Count the lines in the entries that contain "static". Say the number and nothing more.

(Saved entries)
___

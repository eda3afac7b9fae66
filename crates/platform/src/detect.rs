//! Runtime CPU detection.
//!
//! - Compile-time features via `cfg!(target_feature = "...")`
//! - Runtime features via `is_x86_feature_detected!` / `is_aarch64_feature_detected!` (std only)
//! - Caching via `OnceLock` (std); without std only compile-time features are known, so nothing needs
//!   caching
//! - User-supplied override for bare metal and testing
//! - Miri always sees no capabilities

use core::sync::atomic::{AtomicBool, AtomicU64, Ordering};

use crate::caps::Caps;

// ─────────────────────────────────────────────────────────────────────────────
// Override Support
// ─────────────────────────────────────────────────────────────────────────────

static OVERRIDE_SET: AtomicBool = AtomicBool::new(false);

static OVERRIDE_BITS: [AtomicU64; 4] = [AtomicU64::new(0), AtomicU64::new(0), AtomicU64::new(0), AtomicU64::new(0)];

pub fn set_caps_override(value: Option<Caps>) {
  match value {
    Some(caps) => {
      for (slot, word) in OVERRIDE_BITS.iter().zip(caps.0) {
        slot.store(word, Ordering::Relaxed);
      }
      OVERRIDE_SET.store(true, Ordering::Release);
    }
    None => OVERRIDE_SET.store(false, Ordering::Release),
  }
}

#[inline]
pub fn has_override() -> bool {
  OVERRIDE_SET.load(Ordering::Acquire)
}

fn get_override() -> Option<Caps> {
  if !OVERRIDE_SET.load(Ordering::Acquire) {
    return None;
  }
  let mut words = [0u64; 4];
  for (word, slot) in words.iter_mut().zip(&OVERRIDE_BITS) {
    *word = slot.load(Ordering::Relaxed);
  }
  Some(Caps(words))
}

// ─────────────────────────────────────────────────────────────────────────────
// Main API
// ─────────────────────────────────────────────────────────────────────────────

#[inline]
#[must_use]
pub fn caps() -> Caps {
  // Miri cannot interpret SIMD intrinsics.
  if cfg!(miri) {
    return Caps::NONE;
  }

  if let Some(caps) = get_override() {
    return caps;
  }

  #[cfg(feature = "std")]
  {
    use std::sync::OnceLock;
    static CACHED: OnceLock<Caps> = OnceLock::new();
    *CACHED.get_or_init(detect_uncached)
  }

  #[cfg(not(feature = "std"))]
  {
    detect_uncached()
  }
}

#[inline]
#[must_use]
pub fn detect_uncached() -> Caps {
  #[allow(unused_mut)] // only mutated under std on x86_64/aarch64
  let mut caps = compile_time();

  #[cfg(all(feature = "std", target_arch = "x86_64"))]
  {
    caps |= runtime_x86_64();
  }

  #[cfg(all(feature = "std", target_arch = "aarch64"))]
  {
    caps |= runtime_aarch64();
  }

  caps
}

// ─────────────────────────────────────────────────────────────────────────────
// Compile-time detection
// ─────────────────────────────────────────────────────────────────────────────

#[allow(unused_imports)]
use crate::caps::{aarch64, x86};

const fn compile_time() -> Caps {
  #[allow(unused_mut)]
  let mut caps = Caps::NONE;

  #[cfg(target_feature = "sse2")]
  {
    caps = caps.union(x86::SSE2);
  }
  #[cfg(target_feature = "ssse3")]
  {
    caps = caps.union(x86::SSSE3);
  }
  #[cfg(target_feature = "sse4.1")]
  {
    caps = caps.union(x86::SSE41);
  }
  #[cfg(target_feature = "pclmulqdq")]
  {
    caps = caps.union(x86::PCLMULQDQ);
  }
  #[cfg(target_feature = "avx512f")]
  {
    caps = caps.union(x86::AVX512F);
  }
  #[cfg(target_feature = "avx512vl")]
  {
    caps = caps.union(x86::AVX512VL);
  }

  // NEON is mandatory on AArch64.
  #[cfg(target_arch = "aarch64")]
  {
    caps = caps.union(aarch64::NEON);
  }
  #[cfg(all(target_arch = "aarch64", target_feature = "aes"))]
  {
    caps = caps.union(aarch64::AES).union(aarch64::PMULL);
  }
  #[cfg(all(target_arch = "aarch64", target_feature = "sha3"))]
  {
    caps = caps.union(aarch64::SHA3);
  }

  caps
}

// ─────────────────────────────────────────────────────────────────────────────
// Runtime detection
// ─────────────────────────────────────────────────────────────────────────────

#[cfg(all(feature = "std", target_arch = "x86_64"))]
fn runtime_x86_64() -> Caps {
  let mut caps = x86::SSE2; // x86_64 baseline

  if std::arch::is_x86_feature_detected!("ssse3") {
    caps |= x86::SSSE3;
  }
  if std::arch::is_x86_feature_detected!("sse4.1") {
    caps |= x86::SSE41;
  }
  if std::arch::is_x86_feature_detected!("pclmulqdq") {
    caps |= x86::PCLMULQDQ;
  }
  if std::arch::is_x86_feature_detected!("avx512f") {
    caps |= x86::AVX512F;
  }
  if std::arch::is_x86_feature_detected!("avx512vl") {
    caps |= x86::AVX512VL;
  }

  caps
}

#[cfg(all(feature = "std", target_arch = "aarch64"))]
fn runtime_aarch64() -> Caps {
  let mut caps = aarch64::NEON;

  // `aes` on Linux/macOS implies PMULL (FEAT_PMULL is reported under the same hwcap).
  if std::arch::is_aarch64_feature_detected!("aes") {
    caps |= aarch64::AES | aarch64::PMULL;
  }
  if std::arch::is_aarch64_feature_detected!("sha3") {
    caps |= aarch64::SHA3;
  }

  caps
}

#[cfg(test)]
mod tests {
  use super::*;

  #[test]
  fn detection_is_stable() {
    assert_eq!(detect_uncached(), detect_uncached());
  }

  #[test]
  fn compile_time_is_subset_of_detected() {
    assert!(detect_uncached().has(compile_time()));
  }

  #[test]
  #[cfg(target_arch = "x86_64")]
  fn x86_64_has_sse2() {
    assert!(detect_uncached().has(x86::SSE2));
  }

  #[test]
  #[cfg(target_arch = "aarch64")]
  fn aarch64_has_neon() {
    assert!(detect_uncached().has(aarch64::NEON));
  }

  #[test]
  #[cfg(not(any(target_arch = "x86_64", target_arch = "aarch64")))]
  fn other_arch_has_nothing() {
    assert!(detect_uncached().is_empty());
  }
}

___

**OUTPUT FOR THIS EXERCISE**.
3